▶ **WORK TO COMPLETE**: Would you quote the material below from its first line through the line containing "pub struct SkippedGlyph", exactly and with both ends included?

▶ **AVAILABLE DATA**:

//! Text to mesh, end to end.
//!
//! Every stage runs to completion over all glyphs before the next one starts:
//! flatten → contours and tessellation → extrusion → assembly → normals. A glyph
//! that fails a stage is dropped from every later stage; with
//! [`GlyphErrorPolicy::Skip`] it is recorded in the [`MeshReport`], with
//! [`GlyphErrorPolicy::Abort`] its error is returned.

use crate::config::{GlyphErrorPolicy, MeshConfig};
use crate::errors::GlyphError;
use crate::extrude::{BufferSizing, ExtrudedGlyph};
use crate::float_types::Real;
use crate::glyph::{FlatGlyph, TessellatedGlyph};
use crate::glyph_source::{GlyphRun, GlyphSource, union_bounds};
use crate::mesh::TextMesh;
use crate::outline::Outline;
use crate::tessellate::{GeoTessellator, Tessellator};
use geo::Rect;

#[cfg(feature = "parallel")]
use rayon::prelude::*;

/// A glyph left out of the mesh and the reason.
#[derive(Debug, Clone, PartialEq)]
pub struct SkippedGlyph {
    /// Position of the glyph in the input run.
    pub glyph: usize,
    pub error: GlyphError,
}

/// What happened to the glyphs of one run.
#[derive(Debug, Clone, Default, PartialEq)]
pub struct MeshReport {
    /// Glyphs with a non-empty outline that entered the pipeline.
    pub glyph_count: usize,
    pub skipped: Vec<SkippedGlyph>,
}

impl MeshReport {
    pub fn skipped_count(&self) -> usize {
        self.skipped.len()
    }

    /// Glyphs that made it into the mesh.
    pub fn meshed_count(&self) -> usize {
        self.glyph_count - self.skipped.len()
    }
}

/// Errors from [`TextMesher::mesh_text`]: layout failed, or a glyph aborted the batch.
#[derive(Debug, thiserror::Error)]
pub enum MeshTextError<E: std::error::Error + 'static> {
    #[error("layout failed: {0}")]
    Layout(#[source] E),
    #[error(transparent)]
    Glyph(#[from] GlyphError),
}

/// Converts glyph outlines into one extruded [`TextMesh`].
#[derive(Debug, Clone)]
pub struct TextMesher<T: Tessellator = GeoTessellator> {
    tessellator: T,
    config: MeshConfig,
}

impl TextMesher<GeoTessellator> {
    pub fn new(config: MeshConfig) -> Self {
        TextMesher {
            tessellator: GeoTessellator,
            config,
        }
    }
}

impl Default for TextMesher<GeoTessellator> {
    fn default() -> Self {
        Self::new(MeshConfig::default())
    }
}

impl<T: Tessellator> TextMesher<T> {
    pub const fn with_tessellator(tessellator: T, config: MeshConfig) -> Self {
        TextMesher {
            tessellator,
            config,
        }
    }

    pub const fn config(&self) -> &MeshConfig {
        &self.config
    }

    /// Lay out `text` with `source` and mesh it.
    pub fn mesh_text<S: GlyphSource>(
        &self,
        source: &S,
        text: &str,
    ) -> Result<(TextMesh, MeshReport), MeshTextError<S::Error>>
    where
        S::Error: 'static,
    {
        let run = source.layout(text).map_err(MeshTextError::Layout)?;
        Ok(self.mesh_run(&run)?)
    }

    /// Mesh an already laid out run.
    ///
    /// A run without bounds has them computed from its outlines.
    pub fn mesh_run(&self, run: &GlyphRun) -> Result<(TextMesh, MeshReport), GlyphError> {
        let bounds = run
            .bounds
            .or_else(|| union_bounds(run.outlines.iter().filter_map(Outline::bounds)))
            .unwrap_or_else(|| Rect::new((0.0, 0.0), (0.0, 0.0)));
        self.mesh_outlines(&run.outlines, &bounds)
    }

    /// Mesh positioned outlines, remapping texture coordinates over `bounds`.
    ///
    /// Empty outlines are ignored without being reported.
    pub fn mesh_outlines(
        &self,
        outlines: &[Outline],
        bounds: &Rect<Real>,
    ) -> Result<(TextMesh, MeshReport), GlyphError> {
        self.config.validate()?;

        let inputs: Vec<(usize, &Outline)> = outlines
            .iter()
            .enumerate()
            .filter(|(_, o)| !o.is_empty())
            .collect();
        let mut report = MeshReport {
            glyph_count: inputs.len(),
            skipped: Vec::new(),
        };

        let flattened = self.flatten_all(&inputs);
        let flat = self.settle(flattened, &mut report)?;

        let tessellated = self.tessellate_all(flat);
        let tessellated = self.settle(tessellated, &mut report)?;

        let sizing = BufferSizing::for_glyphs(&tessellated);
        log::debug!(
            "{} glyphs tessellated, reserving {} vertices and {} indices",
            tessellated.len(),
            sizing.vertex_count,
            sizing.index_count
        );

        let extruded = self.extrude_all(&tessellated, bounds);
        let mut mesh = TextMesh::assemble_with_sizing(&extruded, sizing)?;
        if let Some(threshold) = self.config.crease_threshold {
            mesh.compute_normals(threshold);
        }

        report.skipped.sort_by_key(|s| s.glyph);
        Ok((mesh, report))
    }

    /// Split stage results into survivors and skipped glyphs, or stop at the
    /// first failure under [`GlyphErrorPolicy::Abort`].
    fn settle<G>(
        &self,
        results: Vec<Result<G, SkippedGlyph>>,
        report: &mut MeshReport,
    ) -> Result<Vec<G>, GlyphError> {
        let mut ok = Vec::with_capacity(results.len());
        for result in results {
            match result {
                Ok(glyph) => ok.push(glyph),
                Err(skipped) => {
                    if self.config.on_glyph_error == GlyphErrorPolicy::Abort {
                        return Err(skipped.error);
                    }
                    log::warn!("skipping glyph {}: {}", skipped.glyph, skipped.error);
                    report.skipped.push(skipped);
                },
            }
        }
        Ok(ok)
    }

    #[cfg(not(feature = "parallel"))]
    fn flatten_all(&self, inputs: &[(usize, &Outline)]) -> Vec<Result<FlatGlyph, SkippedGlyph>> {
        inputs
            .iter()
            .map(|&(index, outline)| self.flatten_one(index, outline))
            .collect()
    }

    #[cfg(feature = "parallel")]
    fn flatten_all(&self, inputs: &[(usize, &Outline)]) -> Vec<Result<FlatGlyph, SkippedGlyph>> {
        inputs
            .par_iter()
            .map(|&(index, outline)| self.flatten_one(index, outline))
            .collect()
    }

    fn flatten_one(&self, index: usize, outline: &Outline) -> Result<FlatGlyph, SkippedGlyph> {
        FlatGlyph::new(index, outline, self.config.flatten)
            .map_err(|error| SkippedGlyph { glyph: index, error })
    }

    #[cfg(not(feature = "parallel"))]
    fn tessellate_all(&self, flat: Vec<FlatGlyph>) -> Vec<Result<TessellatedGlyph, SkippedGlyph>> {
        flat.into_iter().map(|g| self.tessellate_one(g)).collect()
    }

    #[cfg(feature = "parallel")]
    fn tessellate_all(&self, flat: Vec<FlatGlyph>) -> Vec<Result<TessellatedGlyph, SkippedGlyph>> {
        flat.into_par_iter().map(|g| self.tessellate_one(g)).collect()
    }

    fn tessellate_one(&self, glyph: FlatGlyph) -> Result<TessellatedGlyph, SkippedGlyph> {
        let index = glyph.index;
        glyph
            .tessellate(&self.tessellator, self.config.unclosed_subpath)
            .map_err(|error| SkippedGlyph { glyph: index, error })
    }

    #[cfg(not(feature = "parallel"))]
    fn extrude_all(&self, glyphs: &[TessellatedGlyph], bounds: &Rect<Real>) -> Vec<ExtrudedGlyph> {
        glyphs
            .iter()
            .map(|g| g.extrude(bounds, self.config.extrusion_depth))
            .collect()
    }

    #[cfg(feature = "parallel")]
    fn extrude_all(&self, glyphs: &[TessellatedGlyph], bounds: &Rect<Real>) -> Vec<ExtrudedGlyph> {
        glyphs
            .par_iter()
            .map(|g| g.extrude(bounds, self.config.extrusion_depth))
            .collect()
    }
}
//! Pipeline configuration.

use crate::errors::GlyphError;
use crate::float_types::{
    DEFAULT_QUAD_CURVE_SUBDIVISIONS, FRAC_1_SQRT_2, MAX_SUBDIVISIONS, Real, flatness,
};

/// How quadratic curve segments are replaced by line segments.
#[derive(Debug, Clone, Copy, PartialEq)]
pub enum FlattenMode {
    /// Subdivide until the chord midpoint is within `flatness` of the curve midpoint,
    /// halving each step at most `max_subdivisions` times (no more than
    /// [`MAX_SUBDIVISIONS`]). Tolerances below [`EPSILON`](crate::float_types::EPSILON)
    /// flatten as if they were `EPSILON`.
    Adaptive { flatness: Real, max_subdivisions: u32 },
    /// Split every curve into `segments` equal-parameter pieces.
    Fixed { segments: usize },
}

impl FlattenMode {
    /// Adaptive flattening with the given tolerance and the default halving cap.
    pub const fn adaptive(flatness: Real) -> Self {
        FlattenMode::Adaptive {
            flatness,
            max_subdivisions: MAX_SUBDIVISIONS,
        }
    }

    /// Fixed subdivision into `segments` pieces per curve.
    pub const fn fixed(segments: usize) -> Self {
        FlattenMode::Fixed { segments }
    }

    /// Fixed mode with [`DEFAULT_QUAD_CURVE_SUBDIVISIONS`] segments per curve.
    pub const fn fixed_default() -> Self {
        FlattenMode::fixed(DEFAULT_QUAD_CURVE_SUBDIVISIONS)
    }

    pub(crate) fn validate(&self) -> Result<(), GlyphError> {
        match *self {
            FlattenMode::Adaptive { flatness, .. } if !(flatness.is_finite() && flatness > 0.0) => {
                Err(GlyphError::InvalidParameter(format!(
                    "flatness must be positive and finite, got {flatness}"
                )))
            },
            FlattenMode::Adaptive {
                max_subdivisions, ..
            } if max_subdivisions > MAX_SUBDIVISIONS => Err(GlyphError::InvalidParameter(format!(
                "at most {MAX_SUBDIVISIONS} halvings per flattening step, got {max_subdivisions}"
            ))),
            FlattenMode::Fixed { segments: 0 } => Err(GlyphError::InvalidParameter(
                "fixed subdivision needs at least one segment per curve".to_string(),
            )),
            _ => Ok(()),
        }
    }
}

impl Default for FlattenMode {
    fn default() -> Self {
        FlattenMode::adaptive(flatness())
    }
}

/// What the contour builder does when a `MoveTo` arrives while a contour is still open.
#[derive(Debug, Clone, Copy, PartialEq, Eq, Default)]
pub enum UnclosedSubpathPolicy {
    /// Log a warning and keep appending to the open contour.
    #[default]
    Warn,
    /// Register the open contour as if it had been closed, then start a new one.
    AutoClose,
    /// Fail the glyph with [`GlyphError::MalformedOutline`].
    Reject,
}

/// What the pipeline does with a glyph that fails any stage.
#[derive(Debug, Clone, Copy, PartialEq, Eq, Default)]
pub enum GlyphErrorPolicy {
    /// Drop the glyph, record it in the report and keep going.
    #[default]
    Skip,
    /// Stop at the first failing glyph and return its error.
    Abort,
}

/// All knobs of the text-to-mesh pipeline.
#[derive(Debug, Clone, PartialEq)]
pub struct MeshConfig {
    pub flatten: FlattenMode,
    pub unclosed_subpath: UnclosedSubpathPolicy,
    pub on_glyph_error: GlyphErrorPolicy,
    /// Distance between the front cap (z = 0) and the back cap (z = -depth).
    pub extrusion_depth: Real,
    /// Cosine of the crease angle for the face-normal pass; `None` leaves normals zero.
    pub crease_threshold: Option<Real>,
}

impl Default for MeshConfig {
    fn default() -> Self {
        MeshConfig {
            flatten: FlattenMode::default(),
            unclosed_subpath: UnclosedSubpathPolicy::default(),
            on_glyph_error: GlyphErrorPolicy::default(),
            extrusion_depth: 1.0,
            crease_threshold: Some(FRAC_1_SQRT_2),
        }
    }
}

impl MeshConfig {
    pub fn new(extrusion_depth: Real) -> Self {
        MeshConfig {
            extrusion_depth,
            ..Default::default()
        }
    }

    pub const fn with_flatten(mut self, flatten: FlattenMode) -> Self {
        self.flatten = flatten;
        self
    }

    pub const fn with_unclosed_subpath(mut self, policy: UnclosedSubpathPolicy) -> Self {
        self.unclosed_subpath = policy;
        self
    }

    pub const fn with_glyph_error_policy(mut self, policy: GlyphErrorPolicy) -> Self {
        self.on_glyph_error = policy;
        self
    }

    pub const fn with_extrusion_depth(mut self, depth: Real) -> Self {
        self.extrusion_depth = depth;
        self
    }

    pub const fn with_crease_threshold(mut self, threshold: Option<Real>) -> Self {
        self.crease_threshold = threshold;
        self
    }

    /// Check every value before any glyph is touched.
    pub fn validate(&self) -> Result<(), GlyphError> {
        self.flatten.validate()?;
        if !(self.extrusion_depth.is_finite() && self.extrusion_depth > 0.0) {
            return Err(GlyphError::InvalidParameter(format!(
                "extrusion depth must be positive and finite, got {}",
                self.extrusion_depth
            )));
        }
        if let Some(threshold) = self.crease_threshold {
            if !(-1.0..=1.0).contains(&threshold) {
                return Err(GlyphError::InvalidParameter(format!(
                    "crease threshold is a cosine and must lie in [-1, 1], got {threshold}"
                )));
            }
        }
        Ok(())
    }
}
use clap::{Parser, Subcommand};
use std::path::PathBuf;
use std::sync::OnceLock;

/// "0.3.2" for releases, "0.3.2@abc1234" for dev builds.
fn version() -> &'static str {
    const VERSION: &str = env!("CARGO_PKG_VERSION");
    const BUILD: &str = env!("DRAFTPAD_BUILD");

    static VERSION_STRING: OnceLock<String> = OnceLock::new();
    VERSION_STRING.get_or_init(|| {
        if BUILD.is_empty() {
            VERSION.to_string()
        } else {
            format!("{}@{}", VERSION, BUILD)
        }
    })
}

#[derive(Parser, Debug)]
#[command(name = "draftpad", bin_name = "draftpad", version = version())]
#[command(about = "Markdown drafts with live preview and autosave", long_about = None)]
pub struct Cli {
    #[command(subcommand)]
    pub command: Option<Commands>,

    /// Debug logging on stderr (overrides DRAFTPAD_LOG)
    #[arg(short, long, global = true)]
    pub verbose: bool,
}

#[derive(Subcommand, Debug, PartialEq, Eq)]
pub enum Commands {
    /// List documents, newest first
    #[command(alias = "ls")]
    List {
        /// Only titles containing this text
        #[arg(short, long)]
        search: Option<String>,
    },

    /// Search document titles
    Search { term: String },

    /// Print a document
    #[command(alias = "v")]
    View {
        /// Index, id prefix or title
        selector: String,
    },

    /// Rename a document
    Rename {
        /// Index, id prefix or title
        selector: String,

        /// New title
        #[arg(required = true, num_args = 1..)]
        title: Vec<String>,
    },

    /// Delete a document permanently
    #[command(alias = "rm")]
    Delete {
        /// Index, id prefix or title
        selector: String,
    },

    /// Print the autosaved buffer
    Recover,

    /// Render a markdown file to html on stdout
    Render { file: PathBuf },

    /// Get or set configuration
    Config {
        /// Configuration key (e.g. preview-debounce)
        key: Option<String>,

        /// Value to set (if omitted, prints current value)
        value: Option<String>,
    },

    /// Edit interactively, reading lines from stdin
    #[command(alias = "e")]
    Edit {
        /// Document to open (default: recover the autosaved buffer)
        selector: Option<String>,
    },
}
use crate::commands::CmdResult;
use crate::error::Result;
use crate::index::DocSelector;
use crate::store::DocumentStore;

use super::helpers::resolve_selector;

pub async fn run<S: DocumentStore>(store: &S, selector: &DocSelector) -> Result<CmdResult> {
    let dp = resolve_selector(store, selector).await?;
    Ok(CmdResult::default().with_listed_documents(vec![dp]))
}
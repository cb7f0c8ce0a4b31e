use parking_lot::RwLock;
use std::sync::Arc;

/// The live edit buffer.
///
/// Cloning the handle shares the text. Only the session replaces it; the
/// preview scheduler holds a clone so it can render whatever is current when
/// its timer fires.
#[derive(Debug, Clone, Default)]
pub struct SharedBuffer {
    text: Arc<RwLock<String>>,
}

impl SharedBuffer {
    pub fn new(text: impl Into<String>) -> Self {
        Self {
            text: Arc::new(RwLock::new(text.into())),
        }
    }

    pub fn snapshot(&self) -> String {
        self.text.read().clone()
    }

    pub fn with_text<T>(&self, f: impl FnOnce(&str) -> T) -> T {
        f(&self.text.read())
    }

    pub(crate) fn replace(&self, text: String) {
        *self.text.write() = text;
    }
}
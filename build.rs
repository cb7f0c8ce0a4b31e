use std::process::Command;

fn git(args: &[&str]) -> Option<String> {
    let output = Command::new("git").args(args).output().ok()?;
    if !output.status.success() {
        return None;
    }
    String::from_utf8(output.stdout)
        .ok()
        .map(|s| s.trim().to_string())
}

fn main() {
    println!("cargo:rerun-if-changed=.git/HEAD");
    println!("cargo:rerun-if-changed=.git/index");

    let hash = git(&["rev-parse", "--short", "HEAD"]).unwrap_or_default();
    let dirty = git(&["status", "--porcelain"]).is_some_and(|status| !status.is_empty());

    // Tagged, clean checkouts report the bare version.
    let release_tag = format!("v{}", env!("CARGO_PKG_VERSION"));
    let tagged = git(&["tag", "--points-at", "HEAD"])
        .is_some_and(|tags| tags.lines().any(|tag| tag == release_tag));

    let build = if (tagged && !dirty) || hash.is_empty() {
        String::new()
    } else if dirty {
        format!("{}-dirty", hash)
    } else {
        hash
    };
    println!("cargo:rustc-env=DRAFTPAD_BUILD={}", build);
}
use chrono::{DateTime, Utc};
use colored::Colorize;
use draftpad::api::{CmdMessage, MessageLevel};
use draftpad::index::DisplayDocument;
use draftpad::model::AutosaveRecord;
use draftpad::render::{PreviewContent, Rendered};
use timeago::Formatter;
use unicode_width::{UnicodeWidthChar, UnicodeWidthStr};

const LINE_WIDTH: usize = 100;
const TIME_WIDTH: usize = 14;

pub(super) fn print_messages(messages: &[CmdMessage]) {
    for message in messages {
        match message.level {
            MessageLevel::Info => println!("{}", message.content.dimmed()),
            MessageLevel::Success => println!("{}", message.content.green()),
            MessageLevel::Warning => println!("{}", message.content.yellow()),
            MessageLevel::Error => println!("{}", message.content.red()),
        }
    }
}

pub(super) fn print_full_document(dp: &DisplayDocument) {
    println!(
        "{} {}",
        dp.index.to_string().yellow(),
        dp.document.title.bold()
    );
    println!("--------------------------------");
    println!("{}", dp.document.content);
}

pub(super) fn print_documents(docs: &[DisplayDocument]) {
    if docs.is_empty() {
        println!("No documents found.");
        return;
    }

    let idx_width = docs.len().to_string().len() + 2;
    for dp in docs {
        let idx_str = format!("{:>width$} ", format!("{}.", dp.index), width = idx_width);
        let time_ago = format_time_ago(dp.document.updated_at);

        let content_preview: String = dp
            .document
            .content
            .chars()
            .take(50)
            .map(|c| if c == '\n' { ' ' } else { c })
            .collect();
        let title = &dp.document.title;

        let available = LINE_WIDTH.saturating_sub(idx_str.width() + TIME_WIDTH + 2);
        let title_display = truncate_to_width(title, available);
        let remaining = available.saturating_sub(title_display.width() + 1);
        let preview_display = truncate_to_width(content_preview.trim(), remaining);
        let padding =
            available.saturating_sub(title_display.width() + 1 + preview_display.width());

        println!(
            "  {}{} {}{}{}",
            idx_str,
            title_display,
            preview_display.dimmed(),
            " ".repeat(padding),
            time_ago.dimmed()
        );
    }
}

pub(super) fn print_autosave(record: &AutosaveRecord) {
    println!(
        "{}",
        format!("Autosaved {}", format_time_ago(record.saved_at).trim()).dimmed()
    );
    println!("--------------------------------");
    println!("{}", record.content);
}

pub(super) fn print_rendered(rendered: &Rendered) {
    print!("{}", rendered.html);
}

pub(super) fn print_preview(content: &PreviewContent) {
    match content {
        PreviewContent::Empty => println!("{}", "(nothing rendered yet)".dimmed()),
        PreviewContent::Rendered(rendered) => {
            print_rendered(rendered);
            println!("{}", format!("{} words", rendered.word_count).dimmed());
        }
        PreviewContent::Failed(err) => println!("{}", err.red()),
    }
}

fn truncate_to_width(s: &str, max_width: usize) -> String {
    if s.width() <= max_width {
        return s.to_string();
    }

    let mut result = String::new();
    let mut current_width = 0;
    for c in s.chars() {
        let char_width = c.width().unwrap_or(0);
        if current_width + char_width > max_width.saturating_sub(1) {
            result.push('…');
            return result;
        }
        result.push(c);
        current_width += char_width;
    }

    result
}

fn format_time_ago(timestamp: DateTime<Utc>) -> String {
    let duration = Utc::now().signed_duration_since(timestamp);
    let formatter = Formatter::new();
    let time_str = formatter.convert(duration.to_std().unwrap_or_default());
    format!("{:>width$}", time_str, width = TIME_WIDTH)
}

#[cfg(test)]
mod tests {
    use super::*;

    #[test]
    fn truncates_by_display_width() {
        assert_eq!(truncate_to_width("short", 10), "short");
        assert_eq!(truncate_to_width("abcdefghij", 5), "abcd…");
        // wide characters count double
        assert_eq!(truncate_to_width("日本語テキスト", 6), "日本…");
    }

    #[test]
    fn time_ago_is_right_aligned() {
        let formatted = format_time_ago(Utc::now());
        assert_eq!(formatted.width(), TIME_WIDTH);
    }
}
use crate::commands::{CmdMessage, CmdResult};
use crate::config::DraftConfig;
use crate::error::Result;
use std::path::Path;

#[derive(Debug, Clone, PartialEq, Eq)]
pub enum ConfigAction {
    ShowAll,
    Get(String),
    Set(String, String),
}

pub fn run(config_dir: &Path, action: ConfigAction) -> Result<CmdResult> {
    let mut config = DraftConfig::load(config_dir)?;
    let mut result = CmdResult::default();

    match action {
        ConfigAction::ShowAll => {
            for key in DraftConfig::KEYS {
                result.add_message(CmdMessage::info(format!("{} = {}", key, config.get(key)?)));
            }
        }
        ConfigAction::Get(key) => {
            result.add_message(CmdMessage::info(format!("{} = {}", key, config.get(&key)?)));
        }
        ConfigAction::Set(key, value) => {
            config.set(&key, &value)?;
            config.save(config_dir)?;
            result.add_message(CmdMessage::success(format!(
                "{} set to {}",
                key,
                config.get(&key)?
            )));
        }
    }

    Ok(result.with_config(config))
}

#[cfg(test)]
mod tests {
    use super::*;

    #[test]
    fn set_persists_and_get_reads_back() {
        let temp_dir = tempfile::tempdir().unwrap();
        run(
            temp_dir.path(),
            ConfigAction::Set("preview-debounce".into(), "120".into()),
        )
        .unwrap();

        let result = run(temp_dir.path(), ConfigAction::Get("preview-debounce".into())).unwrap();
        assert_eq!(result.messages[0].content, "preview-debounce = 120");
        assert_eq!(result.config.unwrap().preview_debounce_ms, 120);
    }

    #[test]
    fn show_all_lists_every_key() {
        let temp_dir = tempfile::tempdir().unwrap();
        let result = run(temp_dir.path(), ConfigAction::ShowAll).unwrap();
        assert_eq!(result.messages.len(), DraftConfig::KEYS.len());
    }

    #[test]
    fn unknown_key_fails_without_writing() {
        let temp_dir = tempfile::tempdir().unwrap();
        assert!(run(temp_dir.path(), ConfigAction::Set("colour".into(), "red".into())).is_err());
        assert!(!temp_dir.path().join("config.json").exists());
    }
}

▶ **RESPONSE TO THIS EXERCISE**:
//! Text to mesh, end to end.
//!
//! Every stage runs to completion over all glyphs before the next one starts:
//! flatten → contours and tessellation → extrusion → assembly → normals. A glyph
//! that fails a stage is dropped from every later stage; with
//! [`GlyphErrorPolicy::Skip`] it is recorded in the [`MeshReport`], with
//! [`GlyphErrorPolicy::Abort`] its error is returned.

use crate::config::{GlyphErrorPolicy, MeshConfig};
use crate::errors::GlyphError;
use crate::extrude::{BufferSizing, ExtrudedGlyph};
use crate::float_types::Real;
use crate::glyph::{FlatGlyph, TessellatedGlyph};
use crate::glyph_source::{GlyphRun, GlyphSource, union_bounds};
use crate::mesh::TextMesh;
use crate::outline::Outline;
use crate::tessellate::{GeoTessellator, Tessellator};
use geo::Rect;

#[cfg(feature = "parallel")]
use rayon::prelude::*;

/// A glyph left out of the mesh and the reason.
#[derive(Debug, Clone, PartialEq)]
pub struct SkippedGlyph {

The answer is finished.